Mostly, Mitchell was cast in NYCB performances regardless of color, with one noteworthy exception. Balanchine created the pas de deux in "Agon" for Mitchell, which he first performed with Allegra Kent in 1957. "Agon" -- its title translates as "the contest" -- is a plotless and brilliant ballet about the concept of struggle. Clad in white T-shirt and black tights, Mitchell provided a stark contrast to his female partner's white skin and plain black leotard. Dance critic Edwin Denby wrote that Mitchell's color "is neither stressed nor hidden; it adds to the interest." But reminiscent of Mitchell's SAB days, some audience members complained about a black man partnering a white woman. Balanchine shrugged off the protests. He also sidestepped requests that Mitchell not perform on television with the rest of the company, stating that if Mitchell did not dance, no one in the company would. And yet it wasn't until 1968, two years before Mitchell ended his 15-year tenure with NYCB, that he was allowed to dance the "Agon" pas de deux on TV. Three years prior to that momentous occasion -- which occurred on Johnny Carson's "Tonight Show" -- critic Allen Hughes lamented in the New York Times: "Mr. Mitchell and Miss Kent can dance this duet on theater stages around the world, but they cannot dance together on television in this country, at least not on commercially sponsored shows, which includes virtually all shows of major significance. Why? Television stations in the South would refuse to carry the shows, and advertisers would not like that."

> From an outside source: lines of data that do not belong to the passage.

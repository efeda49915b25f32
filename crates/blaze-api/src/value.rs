use serde::ser::{SerializeMap, SerializeSeq};
use serde::{Deserialize, Deserializer, Serialize, Serializer};
use std::collections::BTreeMap;

/// Mapping type used for `Value::Object`.
pub type ValueMap = BTreeMap<String, Value>;

/// Tree of values written to and read from the realtime store.
///
/// Mirrors the JSON data model of the store, plus `Absent`: a marker for
/// "not provided" that is distinct from an explicit `Null`. The store itself
/// cannot represent `Absent`; writes strip it (see `blaze_core::sanitize`) and
/// serialization skips it.
#[derive(Clone, Debug, PartialEq, Default)]
pub enum Value {
    /// Not provided. Never produced by deserialization.
    #[default]
    Absent,
    Null,
    Boolean(bool),
    Integer(i64),
    Float(f64),
    String(String),
    Array(Vec<Value>),
    Object(ValueMap),
}

impl Value {
    /// Build an object from key/value pairs.
    pub fn object<K, V, I>(entries: I) -> Self
    where
        K: Into<String>,
        V: Into<Value>,
        I: IntoIterator<Item = (K, V)>,
    {
        Value::Object(
            entries
                .into_iter()
                .map(|(k, v)| (k.into(), v.into()))
                .collect(),
        )
    }

    /// An object with no entries.
    pub fn empty_object() -> Self {
        Value::Object(ValueMap::new())
    }

    /// Create a Value from a serde_json::Value
    pub fn from_json_value(v: serde_json::Value) -> Self {
        match v {
            serde_json::Value::Null => Value::Null,
            serde_json::Value::Bool(b) => Value::Boolean(b),
            serde_json::Value::Number(n) => {
                if let Some(i) = n.as_i64() {
                    Value::Integer(i)
                } else {
                    // u64 above i64::MAX and non-integral numbers
                    Value::Float(n.as_f64().unwrap_or(f64::NAN))
                }
            }
            serde_json::Value::String(s) => Value::String(s),
            serde_json::Value::Array(arr) => {
                Value::Array(arr.into_iter().map(Value::from_json_value).collect())
            }
            serde_json::Value::Object(obj) => Value::Object(
                obj.into_iter()
                    .map(|(k, v)| (k, Value::from_json_value(v)))
                    .collect(),
            ),
        }
    }

    /// Convert to serde_json::Value.
    ///
    /// Returns `None` for `Absent`. Absent entries nested inside objects and
    /// arrays are skipped.
    pub fn into_json_value(self) -> Option<serde_json::Value> {
        match self {
            Value::Absent => None,
            Value::Null => Some(serde_json::Value::Null),
            Value::Boolean(b) => Some(serde_json::Value::Bool(b)),
            Value::Integer(i) => Some(serde_json::Value::Number(i.into())),
            Value::Float(f) => Some(
                serde_json::Number::from_f64(f)
                    .map(serde_json::Value::Number)
                    .unwrap_or(serde_json::Value::Null),
            ),
            Value::String(s) => Some(serde_json::Value::String(s)),
            Value::Array(arr) => Some(serde_json::Value::Array(
                arr.into_iter().filter_map(Value::into_json_value).collect(),
            )),
            Value::Object(obj) => Some(serde_json::Value::Object(
                obj.into_iter()
                    .filter_map(|(k, v)| v.into_json_value().map(|v| (k, v)))
                    .collect(),
            )),
        }
    }

    pub fn is_absent(&self) -> bool {
        matches!(self, Value::Absent)
    }

    pub fn is_null(&self) -> bool {
        matches!(self, Value::Null)
    }

    /// Whether the value is an array or an object.
    pub fn is_container(&self) -> bool {
        matches!(self, Value::Array(_) | Value::Object(_))
    }

    pub fn as_str(&self) -> Option<&str> {
        match self {
            Value::String(s) => Some(s),
            _ => None,
        }
    }

    pub fn as_i64(&self) -> Option<i64> {
        match self {
            Value::Integer(i) => Some(*i),
            Value::Float(f) => Some(*f as i64),
            _ => None,
        }
    }

    pub fn as_f64(&self) -> Option<f64> {
        match self {
            Value::Float(f) => Some(*f),
            Value::Integer(i) => Some(*i as f64),
            _ => None,
        }
    }

    pub fn as_bool(&self) -> Option<bool> {
        match self {
            Value::Boolean(b) => Some(*b),
            _ => None,
        }
    }

    pub fn as_array(&self) -> Option<&Vec<Value>> {
        match self {
            Value::Array(arr) => Some(arr),
            _ => None,
        }
    }

    pub fn as_object(&self) -> Option<&ValueMap> {
        match self {
            Value::Object(obj) => Some(obj),
            _ => None,
        }
    }

    pub fn as_object_mut(&mut self) -> Option<&mut ValueMap> {
        match self {
            Value::Object(obj) => Some(obj),
            _ => None,
        }
    }

    /// Look up a key of an object. `None` for non-objects and missing keys.
    pub fn get(&self, key: &str) -> Option<&Value> {
        self.as_object().and_then(|obj| obj.get(key))
    }

    /// Child at one path segment: an object key, or a numeric array index.
    pub fn child(&self, segment: &str) -> Option<&Value> {
        match self {
            Value::Object(obj) => obj.get(segment),
            Value::Array(items) => segment.parse::<usize>().ok().and_then(|i| items.get(i)),
            _ => None,
        }
    }

    /// Follow a `/`-separated path through nested objects and arrays.
    ///
    /// Empty segments are ignored, so `"a//b/"` is the same as `"a/b"`.
    pub fn pointer(&self, path: &str) -> Option<&Value> {
        path.split('/')
            .filter(|segment| !segment.is_empty())
            .try_fold(self, |current, segment| current.child(segment))
    }

    /// The form the store keeps: `Null`, `Absent` and empty objects or
    /// arrays store nothing and become `None`, recursively.
    pub fn into_stored(self) -> Option<Value> {
        match self {
            Value::Absent | Value::Null => None,
            Value::Object(entries) => {
                let entries: ValueMap = entries
                    .into_iter()
                    .filter_map(|(key, child)| child.into_stored().map(|child| (key, child)))
                    .collect();
                (!entries.is_empty()).then_some(Value::Object(entries))
            }
            Value::Array(items) => (!items.is_empty()).then_some(Value::Array(items)),
            other => Some(other),
        }
    }

    /// Replace the value at a `/`-separated path the way the store does.
    ///
    /// Writing something that stores nothing (see [`into_stored`](Self::into_stored))
    /// deletes the location, and objects left empty are removed up to the
    /// root. A tree with nothing left is `Null`.
    pub fn set_path(&mut self, path: &str, value: Value) {
        let location: Vec<&str> = path.split('/').filter(|s| !s.is_empty()).collect();
        write_at(self, &location, value.into_stored());
    }

    /// Human-readable name of the variant, used in error messages.
    pub fn kind(&self) -> &'static str {
        match self {
            Value::Absent => "absent",
            Value::Null => "null",
            Value::Boolean(_) => "boolean",
            Value::Integer(_) => "integer",
            Value::Float(_) => "float",
            Value::String(_) => "string",
            Value::Array(_) => "array",
            Value::Object(_) => "object",
        }
    }

    pub fn to_json_string(&self) -> String {
        serde_json::to_string(self).unwrap_or_default()
    }

    pub fn from_json_str(s: &str) -> Result<Self, serde_json::Error> {
        serde_json::from_str(s)
    }
}

fn write_at(node: &mut Value, location: &[&str], value: Option<Value>) {
    let Some((head, rest)) = location.split_first() else {
        *node = value.unwrap_or(Value::Null);
        return;
    };

    if let Value::Array(items) = node {
        match head.parse::<usize>() {
            Ok(index) if index <= items.len() => {
                write_at_index(items, index, rest, value);
                if items.is_empty() {
                    *node = Value::Null;
                }
                return;
            }
            // Arrays are numeric-keyed objects to the store; any other key
            // turns this one back into an object.
            _ if value.is_some() => {
                let entries = std::mem::take(items)
                    .into_iter()
                    .enumerate()
                    .filter(|(_, item)| !item.is_null())
                    .map(|(i, item)| (i.to_string(), item))
                    .collect();
                *node = Value::Object(entries);
            }
            _ => return,
        }
    }

    if node.as_object().is_none() {
        if value.is_none() {
            return;
        }
        *node = Value::empty_object();
    }

    if let Some(children) = node.as_object_mut() {
        let child = children.entry(head.to_string()).or_insert(Value::Null);
        write_at(child, rest, value);
        if child.is_null() {
            children.remove(*head);
        }
        if children.is_empty() {
            *node = Value::Null;
        }
    }
}

/// Write below `items[index]`, where `index` is at most one past the end.
/// Removed elements leave `Null` in place except at the end, which shrinks.
fn write_at_index(items: &mut Vec<Value>, index: usize, rest: &[&str], value: Option<Value>) {
    if index == items.len() {
        if value.is_none() {
            return;
        }
        items.push(Value::Null);
    }
    write_at(&mut items[index], rest, value);
    while items.last().is_some_and(Value::is_null) {
        items.pop();
    }
}

impl Serialize for Value {
    fn serialize<S: Serializer>(&self, serializer: S) -> Result<S::Ok, S::Error> {
        match self {
            // A bare absent value has no JSON form; null is the closest.
            Value::Absent | Value::Null => serializer.serialize_unit(),
            Value::Boolean(b) => serializer.serialize_bool(*b),
            Value::Integer(i) => serializer.serialize_i64(*i),
            Value::Float(f) => serializer.serialize_f64(*f),
            Value::String(s) => serializer.serialize_str(s),
            Value::Array(items) => {
                let present = items.iter().filter(|v| !v.is_absent()).count();
                let mut seq = serializer.serialize_seq(Some(present))?;
                for item in items.iter().filter(|v| !v.is_absent()) {
                    seq.serialize_element(item)?;
                }
                seq.end()
            }
            Value::Object(obj) => {
                let present = obj.values().filter(|v| !v.is_absent()).count();
                let mut map = serializer.serialize_map(Some(present))?;
                for (k, v) in obj.iter().filter(|(_, v)| !v.is_absent()) {
                    map.serialize_entry(k, v)?;
                }
                map.end()
            }
        }
    }
}

impl<'de> Deserialize<'de> for Value {
    fn deserialize<D: Deserializer<'de>>(deserializer: D) -> Result<Self, D::Error> {
        serde_json::Value::deserialize(deserializer).map(Value::from_json_value)
    }
}

impl From<bool> for Value {
    fn from(b: bool) -> Self {
        Value::Boolean(b)
    }
}

impl From<i64> for Value {
    fn from(i: i64) -> Self {
        Value::Integer(i)
    }
}

impl From<i32> for Value {
    fn from(i: i32) -> Self {
        Value::Integer(i as i64)
    }
}

impl From<u32> for Value {
    fn from(u: u32) -> Self {
        Value::Integer(u as i64)
    }
}

impl From<f64> for Value {
    fn from(f: f64) -> Self {
        Value::Float(f)
    }
}

impl From<String> for Value {
    fn from(s: String) -> Self {
        Value::String(s)
    }
}

impl From<&str> for Value {
    fn from(s: &str) -> Self {
        Value::String(s.to_string())
    }
}

impl<T> From<Vec<T>> for Value
where
    T: Into<Value>,
{
    fn from(v: Vec<T>) -> Self {
        Value::Array(v.into_iter().map(|x| x.into()).collect())
    }
}

/// `None` becomes `Absent`, not `Null`: an unset optional field is "not
/// provided". Use `Value::Null` explicitly to clear a location.
impl<T> From<Option<T>> for Value
where
    T: Into<Value>,
{
    fn from(opt: Option<T>) -> Self {
        match opt {
            Some(v) => v.into(),
            None => Value::Absent,
        }
    }
}

impl From<ValueMap> for Value {
    fn from(map: ValueMap) -> Self {
        Value::Object(map)
    }
}

impl From<serde_json::Value> for Value {
    fn from(v: serde_json::Value) -> Self {
        Value::from_json_value(v)
    }
}

impl From<Value> for serde_json::Value {
    fn from(v: Value) -> Self {
        v.into_json_value().unwrap_or(serde_json::Value::Null)
    }
}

Despite the adversity, Mitchell thrived as a dancer and imbued his signature role of Puck in Balanchine's "A Midsummer Night's Dream" with delightfully energetic mischief. His accomplishments as a NYCB principal dancer forged a legion of fans, among them the U.S. government, which asked Mitchell to help create the National Ballet of Brazil, serving as a kind of international ambassador of the arts. It was during his final trip to Brazil, in April 1968, that he learned Martin Luther King Jr. had been assassinated. Mitchell speaks of that moment in "Black Dance in America": "I could no longer wait for others to change things [for black Americans]. Here I am running around the world doing all these things, why not do them at home? I believe in helping people the best way you can, my way is through my art. But sometimes you need a splash of cold water in your face to make you see the right way to do it."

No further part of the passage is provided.